Mané Garrincha, que sambou como quis frente a “João” de tôda ordem, e balançou muita rêde internacional com seus chutes de enderêço certo, volta ao cartaz numa nova facêta, bem diferente da que o fêz famoso. Garrincha, agora, fará os outros sambarem, dando receita para balanço. Não é conselho para furar arco adversário, mas forma acertada de cair no mais autêntico samba brasileiro. Porque Mané virou sambista. E, na base do teleco-teco, lançou seu primeiro sucesso, que tem como título “Receita de Balanço”. E, com intérprete, Elza Soares, a bossa em pessoa.
A história é simples, como simples são os seus personagens, apesar da fama que os cerca.
Há dias Elza Soares preparava, na cozinha da sua bonita casa da Ilha do Governador, um bem temperado feijão, quando ouviu o ritmado assovio. O samba não era conhecido. O assobiador, sim. Mané Garrincha surgiu, e com êle o diálogo:
— Onde aprendeu êsse samba, Nenen?
— Não aprendi, Crioula. É meu.
— Seu? E tu é sambista?
— Não sou, mas dou meus assobios.
A música era gostosa. Faltava a letra. Ali mesmo, entre pratos e panelas, Mané Garrincha preparou a primeira parte. Depois do almôço, saiu a segunda. Elza deu uns retoques, e veio o batismo: “Receita de Balanço”.
— Vou gravar êsse samba, Nenen.
— Deixa pra lá, Crioula.
— Mas, êle é muito bonito.
— Então, é todo seu.
A turma da Odeon ouviu o samba. Gostou e marcou gravação para o dia 24 de junho. “Receita de Balanço”completará um compacto de 4 sambas. Unindo-se a “O Morro”, “Bossambando” e “Na Roda do Samba”. Garrincha misturando-se com compositores do quilate de Carlos Lyra, Orlandivo e Helton Menezes.
Agora o diálogo é conosco:
— O samba é bom, Garrincha?
— Não sei.

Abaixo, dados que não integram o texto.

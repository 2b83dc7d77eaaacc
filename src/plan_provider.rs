//! Plan Provider — external CLI adapter for a change's task plan
//! (spec.md §4.9, §6).
//!
//! Shelling pattern follows `quality_gate::run_validator`: spawn the
//! configured binary with tokio's `Command`, capture combined output,
//! and `serde_json::from_str` the `--json` forms.

use anyhow::{anyhow, Result};
use serde::Deserialize;
use std::path::Path;
use tokio::process::Command;

#[derive(Debug, Clone, Copy, PartialEq, Eq, Deserialize)]
#[serde(rename_all = "snake_case")]
pub enum PlanState {
    Ready,
    Blocked,
    AllDone,
}

#[derive(Debug, Clone, Deserialize)]
pub struct PlanTask {
    pub id: String,
    pub description: String,
    pub done: bool,
}

#[derive(Debug, Clone, Deserialize)]
pub struct PlanProgress {
    pub total: u32,
    pub complete: u32,
    pub remaining: u32,
}

/// Response of `status --change <id> --json` (spec.md §4.9).
#[derive(Debug, Clone, Deserialize)]
pub struct PlanStatus {
    pub change_name: String,
    pub change_dir: String,
    pub schema_name: String,
    pub progress: PlanProgress,
    pub tasks: Vec<PlanTask>,
    pub state: PlanState,
    #[serde(default)]
    pub instruction: Option<String>,
}

impl PlanStatus {
    /// First task with `done = false`, spec.md §4.2 step 4.
    pub fn first_undone_task(&self) -> Option<&PlanTask> {
        self.tasks.iter().find(|t| !t.done)
    }
}

/// External CLI adapter. `binary` is the plan-provider executable name
/// or path (e.g. `openspec`).
pub struct PlanProvider {
    binary: String,
}

impl PlanProvider {
    pub fn new(binary: impl Into<String>) -> Self {
        Self { binary: binary.into() }
    }

    fn command(&self, cwd: &Path) -> Command {
        let mut cmd = Command::new(&self.binary);
        cmd.current_dir(cwd);
        cmd
    }

    /// `status --change <id> --json`
    pub async fn status(&self, change_id: &str, project_path: &Path) -> Result<PlanStatus> {
        let output = self
            .command(project_path)
            .arg("status")
            .arg("--change")
            .arg(change_id)
            .arg("--json")
            .output()
            .await
            .map_err(|e| anyhow!("failed to run plan provider status: {}", e))?;

        if !output.status.success() {
            return Err(anyhow!(
                "plan provider status failed: {}",
                String::from_utf8_lossy(&output.stderr)
            ));
        }

        serde_json::from_slice(&output.stdout)
            .map_err(|e| anyhow!("failed to parse plan provider status JSON: {}", e))
    }

    /// `validate <id>`. Non-zero exit is an error (spec.md §4.9).
    pub async fn validate(&self, change_id: &str, project_path: &Path) -> Result<()> {
        let output = self
            .command(project_path)
            .arg("validate")
            .arg(change_id)
            .output()
            .await
            .map_err(|e| anyhow!("failed to run plan provider validate: {}", e))?;

        if output.status.success() {
            Ok(())
        } else {
            Err(anyhow!(
                "plan provider validate failed: {}",
                String::from_utf8_lossy(&output.stderr)
            ))
        }
    }

    /// `block <id> --reason <text>`
    pub async fn block(&self, change_id: &str, reason: &str, project_path: &Path) -> Result<()> {
        let output = self
            .command(project_path)
            .arg("block")
            .arg(change_id)
            .arg("--reason")
            .arg(reason)
            .output()
            .await
            .map_err(|e| anyhow!("failed to run plan provider block: {}", e))?;

        if output.status.success() {
            Ok(())
        } else {
            Err(anyhow!(
                "plan provider block failed: {}",
                String::from_utf8_lossy(&output.stderr)
            ))
        }
    }

    /// `archive <id> --yes`
    pub async fn archive(&self, change_id: &str, project_path: &Path) -> Result<()> {
        let output = self
            .command(project_path)
            .arg("archive")
            .arg(change_id)
            .arg("--yes")
            .output()
            .await
            .map_err(|e| anyhow!("failed to run plan provider archive: {}", e))?;

        if output.status.success() {
            Ok(())
        } else {
            Err(anyhow!(
                "plan provider archive failed: {}",
                String::from_utf8_lossy(&output.stderr)
            ))
        }
    }

    /// `instructions apply --change <id> --json`. Used only by the
    /// excluded artifact-authoring flow (spec.md §4.9); kept for
    /// completeness but not invoked by the Engine.
    pub async fn instructions(&self, artifact: &str, change_id: &str, project_path: &Path) -> Result<String> {
        let output = self
            .command(project_path)
            .arg("instructions")
            .arg(artifact)
            .arg("--change")
            .arg(change_id)
            .arg("--json")
            .output()
            .await
            .map_err(|e| anyhow!("failed to run plan provider instructions: {}", e))?;

        if output.status.success() {
            Ok(String::from_utf8_lossy(&output.stdout).into_owned())
        } else {
            Err(anyhow!(
                "plan provider instructions failed: {}",
                String::from_utf8_lossy(&output.stderr)
            ))
        }
    }
}

#[cfg(test)]
mod tests {
    use super::*;

    #[test]
    fn first_undone_task_skips_completed_tasks() {
        let status = PlanStatus {
            change_name: "demo".into(),
            change_dir: "/tmp/demo".into(),
            schema_name: "default".into(),
            progress: PlanProgress { total: 2, complete: 1, remaining: 1 },
            tasks: vec![
                PlanTask { id: "1.1".into(), description: "done one".into(), done: true },
                PlanTask { id: "1.2".into(), description: "todo one".into(), done: false },
            ],
            state: PlanState::Ready,
            instruction: None,
        };
        assert_eq!(status.first_undone_task().unwrap().id, "1.2");
    }

    #[test]
    fn status_json_deserializes_snake_case_state() {
        let json = r#"{
            "change_name": "demo",
            "change_dir": "/tmp/demo",
            "schema_name": "default",
            "progress": {"total": 1, "complete": 0, "remaining": 1},
            "tasks": [{"id": "1.1", "description": "Add X", "done": false}],
            "state": "all_done"
        }"#;
        let status: PlanStatus = serde_json::from_str(json).unwrap();
        assert_eq!(status.state, PlanState::AllDone);
    }
}
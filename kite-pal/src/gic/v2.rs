//! GICv2 distributor driver

use core::ptr::NonNull;

use kite_cap::objects::irq::{CoreId, IrqNumber, SPI_BASE, Trigger};
use tock_registers::interfaces::{Readable, Writeable};
use tock_registers::registers::ReadWrite;

use super::registers::{GICD_SGIR, GICD_TYPER, GicdRegisters, icfgr_edge_bit};
use super::{GicError, InterruptController, TargetMask};
use crate::platform::PlatformInfo;

/// Driver for a memory-mapped GICv2 distributor.
pub struct GicV2Distributor {
    regs: NonNull<GicdRegisters>,
    info: PlatformInfo,
}

// SAFETY: The pointer refers to device memory valid for the lifetime of the
// kernel. Every access is one volatile load or store of a single register.
unsafe impl Send for GicV2Distributor {}
unsafe impl Sync for GicV2Distributor {}

impl GicV2Distributor {
    /// Create a driver, reading the platform description from GICD_TYPER.
    ///
    /// Returns `None` if `base` is null.
    ///
    /// # Safety
    ///
    /// `base` must point to a mapped GICv2 distributor frame (or 4 KiB of
    /// page-aligned memory standing in for one) that stays valid for the
    /// lifetime of the driver.
    pub unsafe fn new(base: *mut u8) -> Option<Self> {
        let regs = NonNull::new(base.cast::<GicdRegisters>())?;
        // SAFETY: Caller guarantees `base` is a valid distributor frame.
        let typer = unsafe { regs.as_ref() }.typer.extract();
        let info = PlatformInfo::from_typer(
            typer.read(GICD_TYPER::ITLinesNumber),
            typer.read(GICD_TYPER::CPUNumber),
        );
        Some(Self { regs, info })
    }

    /// Create a driver with a board-supplied platform description.
    ///
    /// # Safety
    ///
    /// Same requirements as [`GicV2Distributor::new`].
    pub unsafe fn with_info(base: *mut u8, info: PlatformInfo) -> Option<Self> {
        let regs = NonNull::new(base.cast::<GicdRegisters>())?;
        Some(Self { regs, info })
    }

    fn regs(&self) -> &GicdRegisters {
        // SAFETY: Construction guarantees the frame outlives `self`.
        unsafe { self.regs.as_ref() }
    }

    fn target_byte(&self, irq: IrqNumber) -> Result<&ReadWrite<u8>, GicError> {
        if irq > self.info.max_irq {
            return Err(GicError::IrqOutOfRange {
                min: 0,
                max: u64::from(self.info.max_irq),
            });
        }
        Ok(&self.regs().itargetsr[irq as usize])
    }
}

impl InterruptController for GicV2Distributor {
    fn info(&self) -> &PlatformInfo {
        &self.info
    }

    fn set_trigger(&self, irq: IrqNumber, trigger: Trigger) -> Result<(), GicError> {
        if irq > self.info.max_irq {
            return Err(GicError::IrqOutOfRange {
                min: 0,
                max: u64::from(self.info.max_irq),
            });
        }
        let (index, bit) = icfgr_edge_bit(irq);
        let reg = &self.regs().icfgr[index];
        let value = reg.get();
        reg.set(if trigger.is_edge() { value | bit } else { value & !bit });
        log::trace!("GICv2: IRQ {} trigger {:?}", irq, trigger);
        Ok(())
    }

    fn send_sgi(&self, sgi: IrqNumber, target: u64) {
        // Only the low three bits name an interface; callers validate first.
        let targets = 1u32 << (target & 0x7);
        self.regs().sgir.write(
            GICD_SGIR::TargetListFilter::TargetList
                + GICD_SGIR::CPUTargetList.val(targets)
                + GICD_SGIR::SGIINTID.val(sgi),
        );
        log::trace!("GICv2: SGI {} -> interface {}", sgi, target);
    }

    fn set_target(&self, irq: IrqNumber, core: CoreId) -> Result<(), GicError> {
        if irq < SPI_BASE {
            return Err(GicError::NotShared(irq));
        }
        let mask = TargetMask::single(core)
            .filter(|_| core < self.info.cpu_interfaces)
            .ok_or(GicError::TargetOutOfRange(u64::from(core)))?;
        self.target_byte(irq)?.set(mask.bits());
        log::trace!("GICv2: IRQ {} routed to {}", irq, mask);
        Ok(())
    }

    fn get_target(&self, irq: IrqNumber) -> Result<TargetMask, GicError> {
        Ok(TargetMask::from_bits(self.target_byte(irq)?.get()))
    }

    fn self_target(&self) -> Result<TargetMask, GicError> {
        // ITARGETSR0 is banked and reads as the requesting CPU's own mask.
        Ok(TargetMask::from_bits(self.regs().itargetsr[0].get()))
    }
}
/// Handle IrqSetIrqTargetCore.
///
/// Only an instance that currently receives the interrupt may hand it off.
/// The ownership read and the routing write are not atomic against other
/// instances, and the registry lock is not taken.
///
/// # ABI
///
/// - arg0: IRQ number (shared peripheral)
/// - arg1: target CPU interface
fn set_irq_target_core<C: InterruptController>(
    inv: &Invocation<'_>,
    irq_control: &IrqControl<C>,
    thread: &mut Thread,
) -> SyscallResult {
    if inv.length() < 2 {
        log::warn!("IRQControl: SetIrqTargetCore: truncated message");
        return Err(SyscallError::TruncatedMessage);
    }
    let irq = check_irq(irq_control, inv.arg(0))?;
    let target = inv.arg(1);
    let platform = irq_control.platform();

    if irq < SPI_BASE {
        log::warn!("IRQControl: SetIrqTargetCore: IRQ {} is not shared", irq);
        return Err(SyscallError::RangeError {
            min: u64::from(SPI_BASE),
            max: u64::from(platform.info().max_irq),
        });
    }

    let routing = TargetRouting::new(platform);
    match routing.owns(irq) {
        Ok(true) => {}
        Ok(false) => {
            log::warn!("IRQControl: SetIrqTargetCore: IRQ {} is not routed to us", irq);
            return Err(SyscallError::IllegalOperation);
        }
        Err(e) => {
            log::warn!("IRQControl: SetIrqTargetCore: cannot read target of IRQ {}: {}", irq, e);
            return Err(SyscallError::IllegalOperation);
        }
    }

    if target >= u64::from(platform.info().cpu_interfaces) {
        log::warn!("IRQControl: SetIrqTargetCore: target interface {} is invalid", target);
        return Err(SyscallError::InvalidArgument { index: TARGET_ARG });
    }

    routing.retarget(irq, target as u8)?;
    thread.mark_runnable();
    log::trace!("IRQControl: IRQ {} handed to interface {}", irq, target);
    Ok(0)
}
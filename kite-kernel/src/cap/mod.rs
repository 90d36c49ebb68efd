//! Capability storage
//!
//! The kernel side of the capability model: CNode storage, CPtr resolution
//! and the [`CNodeOps`](kite_cap::CNodeOps) implementation invocation
//! decoders use to place new capabilities.

pub mod cspace;

pub use cspace::CSpace;
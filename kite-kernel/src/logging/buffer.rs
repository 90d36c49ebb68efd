//! Kernel Log Ring Buffer
//!
//! Stores kernel log messages in a lock-free ring buffer for userspace draining.
//!
//! # Design
//!
//! - Lock-free MPMC queue using thingbuf
//! - 256 fixed-size log entry slots
//! - Interrupt-safe: no locks, safe to call from any context
//! - Overflow drops new messages (returns Full)

use core::sync::atomic::{AtomicBool, AtomicU64, Ordering};

use thingbuf::StaticThingBuf;

/// Maximum size of a single log entry's content (target + message)
pub const LOG_ENTRY_CONTENT_SIZE: usize = 240;

/// Number of log entry slots in the buffer
pub const LOG_BUFFER_SLOTS: usize = 256;

/// A single log entry with fixed-size storage
#[derive(Clone)]
pub struct LogEntry {
    /// Position of this entry in the order records were logged
    pub sequence: u64,
    /// Log level (0=Error, 1=Warn, 2=Info, 3=Debug, 4=Trace)
    pub level: u8,
    /// Length of the target string
    pub target_len: u8,
    /// Length of the message
    pub message_len: u16,
    /// Combined target + message content
    /// Layout: [target bytes][message bytes]
    pub content: [u8; LOG_ENTRY_CONTENT_SIZE],
}

impl Default for LogEntry {
    fn default() -> Self {
        Self {
            sequence: 0,
            level: 0,
            target_len: 0,
            message_len: 0,
            content: [0u8; LOG_ENTRY_CONTENT_SIZE],
        }
    }
}

impl LogEntry {
    /// Create a new log entry, truncating target and message to fit.
    pub fn new(sequence: u64, level: log::Level, target: &str, message: &str) -> Self {
        let mut entry = Self {
            sequence,
            level: level_to_u8(level),
            ..Self::default()
        };

        let target_len =
            floor_char_boundary(target, LOG_ENTRY_CONTENT_SIZE.min(u8::MAX as usize));
        entry.content[..target_len].copy_from_slice(&target.as_bytes()[..target_len]);
        entry.target_len = target_len as u8;

        let remaining = LOG_ENTRY_CONTENT_SIZE - target_len;
        let message_len = floor_char_boundary(message, remaining);
        entry.content[target_len..target_len + message_len]
            .copy_from_slice(&message.as_bytes()[..message_len]);
        entry.message_len = message_len as u16;

        entry
    }

    /// Get the target string
    pub fn target(&self) -> &str {
        let len = self.target_len as usize;
        core::str::from_utf8(&self.content[..len]).unwrap_or("<invalid>")
    }

    /// Get the message string
    pub fn message(&self) -> &str {
        let target_len = self.target_len as usize;
        let message_len = self.message_len as usize;
        core::str::from_utf8(&self.content[target_len..target_len + message_len])
            .unwrap_or("<invalid>")
    }

    pub fn level(&self) -> log::Level {
        u8_to_level(self.level)
    }

    /// Write "[LEVEL] target: message\n" to the front of `out`.
    ///
    /// Returns the number of bytes written, or `None` if the entry does not fit.
    pub fn format_into(&self, out: &mut [u8]) -> Option<usize> {
        let level = level_tag(self.level);
        let target = self.target().as_bytes();
        let message = self.message().as_bytes();
        let needed = level.len() + 1 + target.len() + 2 + message.len() + 1;
        if needed > out.len() {
            return None;
        }

        let parts: [&[u8]; 6] = [level.as_bytes(), b" ", target, b": ", message, b"\n"];
        let mut written = 0;
        for part in parts {
            out[written..written + part.len()].copy_from_slice(part);
            written += part.len();
        }
        Some(written)
    }
}

/// Largest prefix length of `s` no longer than `max` that ends on a char boundary.
fn floor_char_boundary(s: &str, max: usize) -> usize {
    if s.len() <= max {
        return s.len();
    }
    let mut len = max;
    while !s.is_char_boundary(len) {
        len -= 1;
    }
    len
}

fn level_to_u8(level: log::Level) -> u8 {
    match level {
        log::Level::Error => 0,
        log::Level::Warn => 1,
        log::Level::Info => 2,
        log::Level::Debug => 3,
        log::Level::Trace => 4,
    }
}

/// Convert u8 back to log level
pub fn u8_to_level(val: u8) -> log::Level {
    match val {
        0 => log::Level::Error,
        1 => log::Level::Warn,
        2 => log::Level::Info,
        3 => log::Level::Debug,
        _ => log::Level::Trace,
    }
}

fn level_tag(level: u8) -> &'static str {
    match level {
        0 => "[ERROR]",
        1 => "[WARN ]",
        2 => "[INFO ]",
        3 => "[DEBUG]",
        _ => "[TRACE]",
    }
}

/// Lock-free log buffer using thingbuf
static LOG_BUFFER: StaticThingBuf<LogEntry, LOG_BUFFER_SLOTS> = StaticThingBuf::new();

static BUFFER_ENABLED: AtomicBool = AtomicBool::new(false);
static NEXT_SEQUENCE: AtomicU64 = AtomicU64::new(0);
static DROPPED: AtomicU64 = AtomicU64::new(0);

/// Enable the log buffer
pub fn enable() {
    BUFFER_ENABLED.store(true, Ordering::Release);
}

/// Allocate the next sequence number.
pub fn next_sequence() -> u64 {
    NEXT_SEQUENCE.fetch_add(1, Ordering::Relaxed)
}

/// Push a log entry to the buffer
///
/// This is lock-free and interrupt-safe.
/// Returns true if the entry was queued, false if the buffer is full.
pub fn push(entry: LogEntry) -> bool {
    if !BUFFER_ENABLED.load(Ordering::Acquire) {
        return false;
    }

    let queued = LOG_BUFFER.push(entry).is_ok();
    if !queued {
        DROPPED.fetch_add(1, Ordering::Relaxed);
    }
    queued
}

/// Pop a log entry from the buffer
///
/// Returns None if the buffer is empty.
pub fn pop() -> Option<LogEntry> {
    if !BUFFER_ENABLED.load(Ordering::Acquire) {
        return None;
    }

    LOG_BUFFER.pop()
}

/// Drain entries into a byte buffer
///
/// Formats each log entry and writes it to the output buffer.
/// Returns the number of bytes written.
pub fn drain(out: &mut [u8]) -> usize {
    if !BUFFER_ENABLED.load(Ordering::Acquire) {
        return 0;
    }

    let mut written = 0;
    while let Some(entry) = LOG_BUFFER.pop() {
        match entry.format_into(&mut out[written..]) {
            Some(n) => written += n,
            // The popped entry is lost.
            None => break,
        }
    }
    written
}

/// Discard everything currently queued.
pub fn reset_read_position() {
    if !BUFFER_ENABLED.load(Ordering::Acquire) {
        return;
    }

    while LOG_BUFFER.pop().is_some() {}
}

/// Statistics about the log buffer
#[derive(Debug, Clone, Copy)]
pub struct LogBufferStats {
    /// Number of entries currently in the buffer
    pub entries: usize,
    /// Total capacity
    pub capacity: usize,
    /// Entries dropped because the buffer was full
    pub dropped: u64,
}

/// Get log buffer statistics
pub fn stats() -> LogBufferStats {
    LogBufferStats {
        entries: LOG_BUFFER.len(),
        capacity: LOG_BUFFER.capacity(),
        dropped: DROPPED.load(Ordering::Relaxed),
    }
}
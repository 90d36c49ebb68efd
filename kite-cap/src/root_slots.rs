//! Root task capability slot layout
//!
//! Well-known capability slot indices in the root task's CSpace. Both kernel
//! bootstrap and userspace use these values.

/// Well-known capability slot indices in root task's CSpace.
#[repr(usize)]
#[derive(Clone, Copy, Debug, PartialEq, Eq)]
pub enum Slot {
    /// Root CNode (self-reference).
    RootCNode = 0,
    /// Root TCB.
    RootTcb = 1,
    /// Root VSpace.
    RootVSpace = 2,
    /// IRQ control capability.
    IrqControl = 3,
    /// First slot free for the root task's own use.
    FirstFree = 4,
}

impl Slot {
    /// The slot index.
    #[inline]
    #[must_use]
    pub const fn index(self) -> usize {
        self as usize
    }
}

A Crioula gostou.
— Você já tinha feito algum outro samba?
— Não me lembro. Talvez, sim. De brincadeira.
— Qual é a letra?
— Não repare a voz. É assim: “Vamos balançar/ Cantando/ Vamos balançar/ Sambando/ Vamos balançar/ E deixando a tristeza da vida pra lá”. Agora, a segunda parte: “Como é que nasce o amor?/ Balançando/ Como é que se cura uma dor? Cantando/ Então vamos balançar/ E deixando a tristeza da vida pra lá”. Gostou?
Gostamos. Principalmente depois que ouvimos a repetição na voz de Elza Soares. É impossível, porém, separar Garrincha do futebol. Ainda mais na semana em que só se fala no seu joelho enfêrmo.
— Como vai o joelho, Garrincha?
— Acabei o tratamento hoje. Agora, segundo o médico que está me tratando, terei que ficar mais quinze dias parado. Depois posso voltar a jogar, em plena forma.
— Quem é êsse médico?
— É um holandês, de nome complicado. É muito bom, e deu jeito no meu joelho.
Garrincha se desabafa. Está triste com os que o criticam, por não ter excursionado com o Botafogo. Explica que teve vontade. O seu médico, porém, avisou ao técnico do clube:
— Se quiser, podem levá-lo. Mas, na volta, não quero mais vê-lo, nem me responsabilizo pelo que lhe possa acontecer. Se não fizer o tratamento direito, pode ter certeza de que Garrincha não ficará bom.
Mané não foi, pensando no próximo campeonato carioca. E na Copa do Mundo de 66:
— Essa eu trago, nem que tenha que morrer em campo.
Falaram que êle só pensa em dinheiro:
— Não é verdade. Gostar de dinheiro, eu gosto. Mas gosto ainda mais do futebol. Se o que dizem fôsse verdade, eu teria ido. Jogava cinco minutos em cada partida, garantia a cota do Botafogo e embolsava 200 mil cruzeiros por jôgo. Além disso, não indo, deixei de ganhar um milhão e pouco. Estou há 13 anos no Botafogo e só não excursionei porque preciso ficar bom. Para o bem do meu próprio clube.
Elza Soares vai trocar de roupa, para novas fotos. E comenta:
— Hoje eu posso escolher um vestido, entre muitos que enchem o meu guarda-roupa. Não era assim no tempo da Conceição.
“Conceição” era um vestido. O único que Elza Soares possuía quando iniciou no rádio. Presente de Ziza, espôsa de Aerton Perligeiro. Côr coral, era lavado todos os dias, para as apresentações da bossa crioula. Hoje Elza ganha 200 contos por “show” e faz de dois a três por semana.